### [What you have to do]
Below are records; how many of their lines contain "CacheStatus"? Answer with only the number.
═════ Supplied entries ═════
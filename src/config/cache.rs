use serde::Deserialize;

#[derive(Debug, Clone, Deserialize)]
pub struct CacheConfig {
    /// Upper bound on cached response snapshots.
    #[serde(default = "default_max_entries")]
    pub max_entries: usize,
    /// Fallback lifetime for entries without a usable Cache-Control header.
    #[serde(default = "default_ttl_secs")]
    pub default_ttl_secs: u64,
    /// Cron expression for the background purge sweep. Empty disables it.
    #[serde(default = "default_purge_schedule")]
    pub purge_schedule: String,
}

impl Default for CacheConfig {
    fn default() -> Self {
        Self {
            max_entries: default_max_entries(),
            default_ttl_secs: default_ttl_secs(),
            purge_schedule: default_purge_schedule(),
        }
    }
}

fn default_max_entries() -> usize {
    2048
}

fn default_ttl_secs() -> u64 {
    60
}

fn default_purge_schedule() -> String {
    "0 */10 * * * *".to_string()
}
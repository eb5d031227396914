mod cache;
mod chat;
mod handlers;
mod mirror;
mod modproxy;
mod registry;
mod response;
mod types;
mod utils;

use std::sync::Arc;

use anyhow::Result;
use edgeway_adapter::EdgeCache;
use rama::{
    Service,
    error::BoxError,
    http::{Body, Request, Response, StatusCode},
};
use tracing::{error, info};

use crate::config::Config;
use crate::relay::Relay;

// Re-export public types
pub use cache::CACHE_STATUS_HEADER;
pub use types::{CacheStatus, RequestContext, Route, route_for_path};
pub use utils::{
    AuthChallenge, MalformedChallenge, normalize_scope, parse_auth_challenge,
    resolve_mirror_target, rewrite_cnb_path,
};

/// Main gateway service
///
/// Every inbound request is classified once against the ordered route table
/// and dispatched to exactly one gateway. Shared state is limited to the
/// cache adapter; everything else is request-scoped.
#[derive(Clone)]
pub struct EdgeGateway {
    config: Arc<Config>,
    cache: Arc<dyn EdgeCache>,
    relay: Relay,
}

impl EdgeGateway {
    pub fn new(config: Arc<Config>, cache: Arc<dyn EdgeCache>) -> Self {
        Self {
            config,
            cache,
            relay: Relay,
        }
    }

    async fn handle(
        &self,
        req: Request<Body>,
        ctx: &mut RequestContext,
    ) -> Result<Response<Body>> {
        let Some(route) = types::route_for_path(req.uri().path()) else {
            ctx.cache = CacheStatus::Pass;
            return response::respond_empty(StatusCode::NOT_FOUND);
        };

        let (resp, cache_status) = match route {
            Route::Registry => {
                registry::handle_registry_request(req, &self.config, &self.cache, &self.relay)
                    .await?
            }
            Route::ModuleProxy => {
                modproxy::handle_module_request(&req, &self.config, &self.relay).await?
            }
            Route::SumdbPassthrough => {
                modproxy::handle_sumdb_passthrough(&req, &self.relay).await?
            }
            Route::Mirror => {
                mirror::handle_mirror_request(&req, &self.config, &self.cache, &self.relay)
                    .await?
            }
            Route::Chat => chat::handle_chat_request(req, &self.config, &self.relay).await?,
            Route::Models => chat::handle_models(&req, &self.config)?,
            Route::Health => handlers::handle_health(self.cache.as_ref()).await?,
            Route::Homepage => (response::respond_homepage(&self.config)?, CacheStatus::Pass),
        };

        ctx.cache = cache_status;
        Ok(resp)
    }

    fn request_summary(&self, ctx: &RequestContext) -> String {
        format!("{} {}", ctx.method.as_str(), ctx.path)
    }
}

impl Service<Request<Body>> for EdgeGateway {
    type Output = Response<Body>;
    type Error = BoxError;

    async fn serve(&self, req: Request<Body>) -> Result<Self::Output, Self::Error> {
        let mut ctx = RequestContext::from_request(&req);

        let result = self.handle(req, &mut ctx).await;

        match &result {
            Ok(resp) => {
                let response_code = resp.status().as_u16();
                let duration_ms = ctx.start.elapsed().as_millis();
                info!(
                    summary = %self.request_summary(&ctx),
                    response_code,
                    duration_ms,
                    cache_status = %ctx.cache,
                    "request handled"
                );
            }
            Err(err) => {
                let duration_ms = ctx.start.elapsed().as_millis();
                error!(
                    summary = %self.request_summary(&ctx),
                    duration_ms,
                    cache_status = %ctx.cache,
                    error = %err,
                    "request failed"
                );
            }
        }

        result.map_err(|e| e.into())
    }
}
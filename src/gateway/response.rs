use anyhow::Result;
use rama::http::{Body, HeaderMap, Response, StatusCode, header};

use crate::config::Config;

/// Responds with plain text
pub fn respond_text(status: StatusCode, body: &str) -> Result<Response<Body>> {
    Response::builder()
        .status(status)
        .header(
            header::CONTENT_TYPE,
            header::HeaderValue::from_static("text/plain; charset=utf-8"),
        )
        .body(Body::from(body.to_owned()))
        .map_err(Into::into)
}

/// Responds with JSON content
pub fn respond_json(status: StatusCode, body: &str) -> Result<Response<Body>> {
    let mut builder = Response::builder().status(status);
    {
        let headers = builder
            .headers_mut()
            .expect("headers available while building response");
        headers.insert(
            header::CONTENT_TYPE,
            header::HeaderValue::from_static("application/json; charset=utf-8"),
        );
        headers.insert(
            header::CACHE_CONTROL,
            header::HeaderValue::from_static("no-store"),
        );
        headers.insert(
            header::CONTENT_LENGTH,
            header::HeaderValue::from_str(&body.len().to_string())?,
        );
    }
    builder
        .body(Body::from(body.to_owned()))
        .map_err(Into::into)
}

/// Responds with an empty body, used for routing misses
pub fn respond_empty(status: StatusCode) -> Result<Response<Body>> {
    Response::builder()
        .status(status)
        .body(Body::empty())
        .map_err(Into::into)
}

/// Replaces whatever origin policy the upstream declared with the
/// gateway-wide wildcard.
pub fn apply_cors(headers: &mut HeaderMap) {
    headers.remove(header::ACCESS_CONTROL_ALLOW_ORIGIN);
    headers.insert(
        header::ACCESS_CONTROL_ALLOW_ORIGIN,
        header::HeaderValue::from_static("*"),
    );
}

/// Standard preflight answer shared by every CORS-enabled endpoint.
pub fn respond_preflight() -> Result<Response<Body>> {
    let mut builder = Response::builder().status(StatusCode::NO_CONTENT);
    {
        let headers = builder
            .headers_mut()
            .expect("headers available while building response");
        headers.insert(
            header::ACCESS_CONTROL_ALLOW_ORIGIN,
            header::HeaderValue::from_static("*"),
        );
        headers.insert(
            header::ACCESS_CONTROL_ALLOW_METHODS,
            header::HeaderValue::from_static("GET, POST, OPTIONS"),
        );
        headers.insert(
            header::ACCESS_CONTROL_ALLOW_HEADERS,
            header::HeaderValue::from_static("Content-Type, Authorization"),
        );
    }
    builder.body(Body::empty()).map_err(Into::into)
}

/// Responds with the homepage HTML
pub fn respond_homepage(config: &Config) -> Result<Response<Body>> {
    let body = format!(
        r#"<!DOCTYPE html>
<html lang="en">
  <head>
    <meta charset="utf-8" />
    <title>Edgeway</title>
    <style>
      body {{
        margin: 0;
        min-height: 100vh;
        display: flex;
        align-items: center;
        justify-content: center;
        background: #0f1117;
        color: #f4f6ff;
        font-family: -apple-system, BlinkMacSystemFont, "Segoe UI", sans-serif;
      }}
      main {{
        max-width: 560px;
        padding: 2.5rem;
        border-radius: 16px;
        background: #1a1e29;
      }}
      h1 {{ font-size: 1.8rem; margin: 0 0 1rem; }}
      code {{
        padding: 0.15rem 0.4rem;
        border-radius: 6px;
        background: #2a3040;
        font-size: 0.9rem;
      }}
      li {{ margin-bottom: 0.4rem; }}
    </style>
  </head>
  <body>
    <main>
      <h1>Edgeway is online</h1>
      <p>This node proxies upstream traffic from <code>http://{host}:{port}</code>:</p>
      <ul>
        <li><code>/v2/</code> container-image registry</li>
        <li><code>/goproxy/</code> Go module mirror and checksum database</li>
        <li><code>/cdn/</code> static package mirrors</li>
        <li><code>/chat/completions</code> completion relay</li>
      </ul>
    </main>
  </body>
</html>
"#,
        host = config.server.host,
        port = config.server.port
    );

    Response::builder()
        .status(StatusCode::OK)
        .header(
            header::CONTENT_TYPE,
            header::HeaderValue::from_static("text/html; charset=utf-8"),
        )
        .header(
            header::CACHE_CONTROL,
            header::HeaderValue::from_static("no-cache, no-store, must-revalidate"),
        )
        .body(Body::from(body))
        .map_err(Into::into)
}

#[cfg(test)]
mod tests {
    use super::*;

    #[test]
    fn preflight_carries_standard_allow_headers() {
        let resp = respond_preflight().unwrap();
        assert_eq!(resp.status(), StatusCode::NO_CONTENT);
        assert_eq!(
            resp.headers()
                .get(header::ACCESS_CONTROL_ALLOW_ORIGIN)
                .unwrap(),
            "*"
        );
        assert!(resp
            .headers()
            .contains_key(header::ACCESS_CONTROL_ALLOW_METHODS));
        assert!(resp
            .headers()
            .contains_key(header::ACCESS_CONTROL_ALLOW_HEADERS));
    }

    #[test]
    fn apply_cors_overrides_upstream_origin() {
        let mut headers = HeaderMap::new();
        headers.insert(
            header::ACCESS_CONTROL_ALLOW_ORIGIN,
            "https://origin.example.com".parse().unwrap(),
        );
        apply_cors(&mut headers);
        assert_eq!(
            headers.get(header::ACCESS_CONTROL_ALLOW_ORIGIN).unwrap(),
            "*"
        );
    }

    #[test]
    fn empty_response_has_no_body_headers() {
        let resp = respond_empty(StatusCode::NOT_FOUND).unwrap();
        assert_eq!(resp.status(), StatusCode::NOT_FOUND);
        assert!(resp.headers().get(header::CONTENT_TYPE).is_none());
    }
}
═════
### [Result]
3